I imagine King walking to his place with a heavy tread, open heart, and maybe wiping off his lenses, momentarily blind before he adjusted them back on his nose. Maybe he cracks his knuckles, removes his shoes.
I'm not asking you to come reverently or unquestioningly. I'm not asking you to be politically correct or cast aside a sense of humor (Please God you have one.) This isn't a popularity contest. It's not the moral Olympics and it's not church but it's writing dammit it's not washing the car or putting on eyeliner. If you can take it seriously, we can do business. If you can't, then we won't. It's time for you to close the book and do something else.
In this place of inspiration, full of acceptance but with intent - comes the creative telepathy. That's what King calls writing: "telepathy, of course."

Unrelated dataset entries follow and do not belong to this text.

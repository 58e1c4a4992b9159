//! Lyrics discovery orchestration
//!
//! One call to [`LyricsFinder::find`] is one fresh run:
//! 1. guessed direct URLs, in order, until one yields text;
//! 2. otherwise the search page: blocked-page check, link discovery, scoring,
//!    then the best few candidates in score order.
//!
//! Only a network failure of the search page itself is retried. Single bad
//! candidates are logged and skipped.

use super::discovery::{self, DiscoveryContext, SearchCandidate};
use super::error::LyricsError;
use super::extract;
use super::fetch::{FetchError, FetchOptions, FetchedPage, Fetcher};
use super::query::Query;
use super::score;
use super::urls::{self, Sources};
use reqwest::Url;
use scraper::Html;
use serde::Serialize;
use std::time::Duration;
use tokio_util::sync::CancellationToken;
use tracing::{debug, info, warn};

/// Everything the orchestrator is tuned with.
#[derive(Debug, Clone)]
pub struct FinderConfig {
    pub sources: Sources,
    pub referrer: Option<String>,
    /// Per-request timeout for guessed URLs; `None` keeps the client default
    pub direct_timeout: Option<Duration>,
    pub max_search_attempts: u32,
    pub retry_delay: Duration,
    /// How many ranked search candidates get fetched
    pub top_candidates: usize,
    pub max_links: usize,
    pub ancestor_depth: usize,
}

impl Default for FinderConfig {
    fn default() -> Self {
        Self {
            sources: Sources::default(),
            referrer: Some("https://www.google.com/".to_string()),
            direct_timeout: Some(Duration::from_secs(8)),
            max_search_attempts: 2,
            retry_delay: Duration::from_secs(2),
            top_candidates: 3,
            max_links: 10,
            ancestor_depth: 5,
        }
    }
}

/// Lyrics found for a query.
#[derive(Debug, Clone, PartialEq, Eq, Serialize)]
pub struct Lyrics {
    /// Normalized `"Artist - Title"` label
    pub query: String,
    /// Page the text was extracted from
    pub url: String,
    pub text: String,
}

pub struct LyricsFinder<F> {
    fetcher: F,
    config: FinderConfig,
}

/// The caller's token fired.
struct Cancelled;

impl From<Cancelled> for LyricsError {
    fn from(_: Cancelled) -> Self {
        LyricsError::Cancelled
    }
}

enum SearchFailure {
    Blocked(String),
    Network(FetchError),
    Cancelled,
}

impl From<Cancelled> for SearchFailure {
    fn from(_: Cancelled) -> Self {
        SearchFailure::Cancelled
    }
}

impl<F: Fetcher> LyricsFinder<F> {
    pub fn new(fetcher: F, config: FinderConfig) -> Self {
        Self { fetcher, config }
    }

    /// Look up lyrics for a raw `"Artist - Title"` label.
    pub async fn find(&self, raw_label: &str, cancel: &CancellationToken) -> Result<Lyrics, LyricsError> {
        if cancel.is_cancelled() {
            return Err(LyricsError::Cancelled);
        }

        let query = Query::parse(raw_label);
        if query.is_empty() {
            debug!(raw = %query.raw_text, "nothing left of the label after normalization");
            return Err(LyricsError::not_found());
        }
        info!(artist = %query.artist, title = %query.title, "lyrics lookup");

        let mut tried = Vec::new();
        if let Some(found) = self.direct_attempt(&query, &mut tried, cancel).await? {
            return Ok(found);
        }
        debug!(tried = tried.len(), "direct urls exhausted");

        self.search_phase(&query, &tried, cancel).await
    }

    async fn direct_attempt(
        &self,
        query: &Query,
        tried: &mut Vec<String>,
        cancel: &CancellationToken,
    ) -> Result<Option<Lyrics>, Cancelled> {
        let opts = FetchOptions {
            ignore_http_errors: false,
            referrer: self.config.referrer.clone(),
            timeout: self.config.direct_timeout,
        };

        for candidate in urls::synthesize(query, &self.config.sources) {
            debug!(url = %candidate.url, strategy = candidate.strategy.label(), "trying direct url");
            tried.push(candidate.url.clone());
            match self.fetch(&candidate.url, &opts, cancel).await? {
                Ok(page) => {
                    if let Some(found) = lyrics_from_page(query, &page) {
                        info!(url = %found.url, "found lyrics at direct url");
                        return Ok(Some(found));
                    }
                    debug!(url = %candidate.url, "no lyrics container");
                }
                Err(e) => debug!(error = %e, "direct url failed"),
            }
        }
        Ok(None)
    }

    async fn search_phase(
        &self,
        query: &Query,
        tried: &[String],
        cancel: &CancellationToken,
    ) -> Result<Lyrics, LyricsError> {
        let attempts = self.config.max_search_attempts.max(1);
        let mut last_error = None;

        for attempt in 1..=attempts {
            info!(attempt, of = attempts, "search attempt");
            match self.search_attempt(query, tried, cancel).await {
                Ok(Some(found)) => return Ok(found),
                Ok(None) => {
                    info!("no usable search candidates");
                    return Err(LyricsError::not_found());
                }
                Err(SearchFailure::Blocked(url)) => {
                    warn!(%url, "search page blocked");
                    return Err(LyricsError::Blocked { url });
                }
                Err(SearchFailure::Cancelled) => return Err(LyricsError::Cancelled),
                Err(SearchFailure::Network(e)) => {
                    warn!(attempt, error = %e, "search attempt failed");
                    last_error = Some(e);
                    if attempt < attempts {
                        self.back_off(cancel).await?;
                    }
                }
            }
        }

        Err(LyricsError::NotFound {
            cause: last_error.map(|e| e.to_string()),
        })
    }

    async fn search_attempt(
        &self,
        query: &Query,
        tried: &[String],
        cancel: &CancellationToken,
    ) -> Result<Option<Lyrics>, SearchFailure> {
        let opts = FetchOptions {
            ignore_http_errors: true,
            referrer: self.config.referrer.clone(),
            timeout: None,
        };
        let search_url = urls::search_url(&self.config.sources, &query.phrase());
        debug!(url = %search_url, "fetching search page");

        let page = match self.fetch(&search_url, &opts, cancel).await? {
            Ok(page) => page,
            Err(e) if e.is_network() => return Err(SearchFailure::Network(e)),
            Err(e) => {
                debug!(error = %e, "search page unusable");
                return Ok(None);
            }
        };

        let ranked = self.rank_search_page(query, &page)?;
        for candidate in ranked
            .into_iter()
            .filter(|c| !tried.contains(&c.url))
            .take(self.config.top_candidates)
        {
            debug!(url = %candidate.url, score = candidate.score, "trying search candidate");
            match self.fetch(&candidate.url, &opts, cancel).await? {
                Ok(page) if (200..300).contains(&page.status) || !page.body.is_empty() => {
                    if let Some(found) = lyrics_from_page(query, &page) {
                        info!(url = %found.url, score = candidate.score, "found lyrics via search");
                        return Ok(Some(found));
                    }
                    debug!(url = %candidate.url, "no lyrics container");
                }
                Ok(page) => debug!(url = %candidate.url, status = page.status, "empty error page"),
                Err(e) => debug!(error = %e, "search candidate failed"),
            }
        }
        Ok(None)
    }

    /// Parse the results page and rank what the strategies find.
    fn rank_search_page(
        &self,
        query: &Query,
        page: &FetchedPage,
    ) -> Result<Vec<SearchCandidate>, SearchFailure> {
        let doc = Html::parse_document(&page.body);
        if discovery::is_blocked(&doc, &query.phrase()) {
            return Err(SearchFailure::Blocked(page.url.clone()));
        }

        let Ok(page_url) = Url::parse(&page.url) else {
            debug!(url = %page.url, "search page url does not parse");
            return Ok(Vec::new());
        };
        let ctx = DiscoveryContext {
            page_url: &page_url,
            lyrics_host: &self.config.sources.lyrics_host,
            max_links: self.config.max_links,
            ancestor_depth: self.config.ancestor_depth,
        };

        let Some((strategy, found)) = discovery::discover(&doc, &ctx) else {
            return Ok(Vec::new());
        };
        let ranked = score::rank(query, found);
        debug!(
            strategy = strategy.label(),
            candidates = ranked.len(),
            best = ranked.first().map(|c| c.score).unwrap_or_default(),
            "ranked search candidates"
        );
        Ok(ranked)
    }

    async fn fetch(
        &self,
        url: &str,
        opts: &FetchOptions,
        cancel: &CancellationToken,
    ) -> Result<Result<FetchedPage, FetchError>, Cancelled> {
        tokio::select! {
            biased;
            _ = cancel.cancelled() => Err(Cancelled),
            res = self.fetcher.fetch(url, opts) => Ok(res),
        }
    }

    async fn back_off(&self, cancel: &CancellationToken) -> Result<(), LyricsError> {
        debug!(delay_ms = self.config.retry_delay.as_millis() as u64, "backing off before retry");
        tokio::select! {
            biased;
            _ = cancel.cancelled() => Err(LyricsError::Cancelled),
            _ = tokio::time::sleep(self.config.retry_delay) => Ok(()),
        }
    }
}

fn lyrics_from_page(query: &Query, page: &FetchedPage) -> Option<Lyrics> {
    let doc = Html::parse_document(&page.body);
    extract::extract(&doc).map(|text| Lyrics {
        query: query.label(),
        url: page.url.clone(),
        text,
    })
}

Telepathy is communicating with something else. Something circumvents the ears and eyes and wizzes directly into the brain. Past memories, future hopes, whatever it is strides through all the noise and gently taps (sometimes slaps) our consciousness.
All the arts depend on telepathy of some degree, but I believe that writing offers the purest distillation. Perhaps I'm prejudiced, but even if I am, we may as well stick with writing.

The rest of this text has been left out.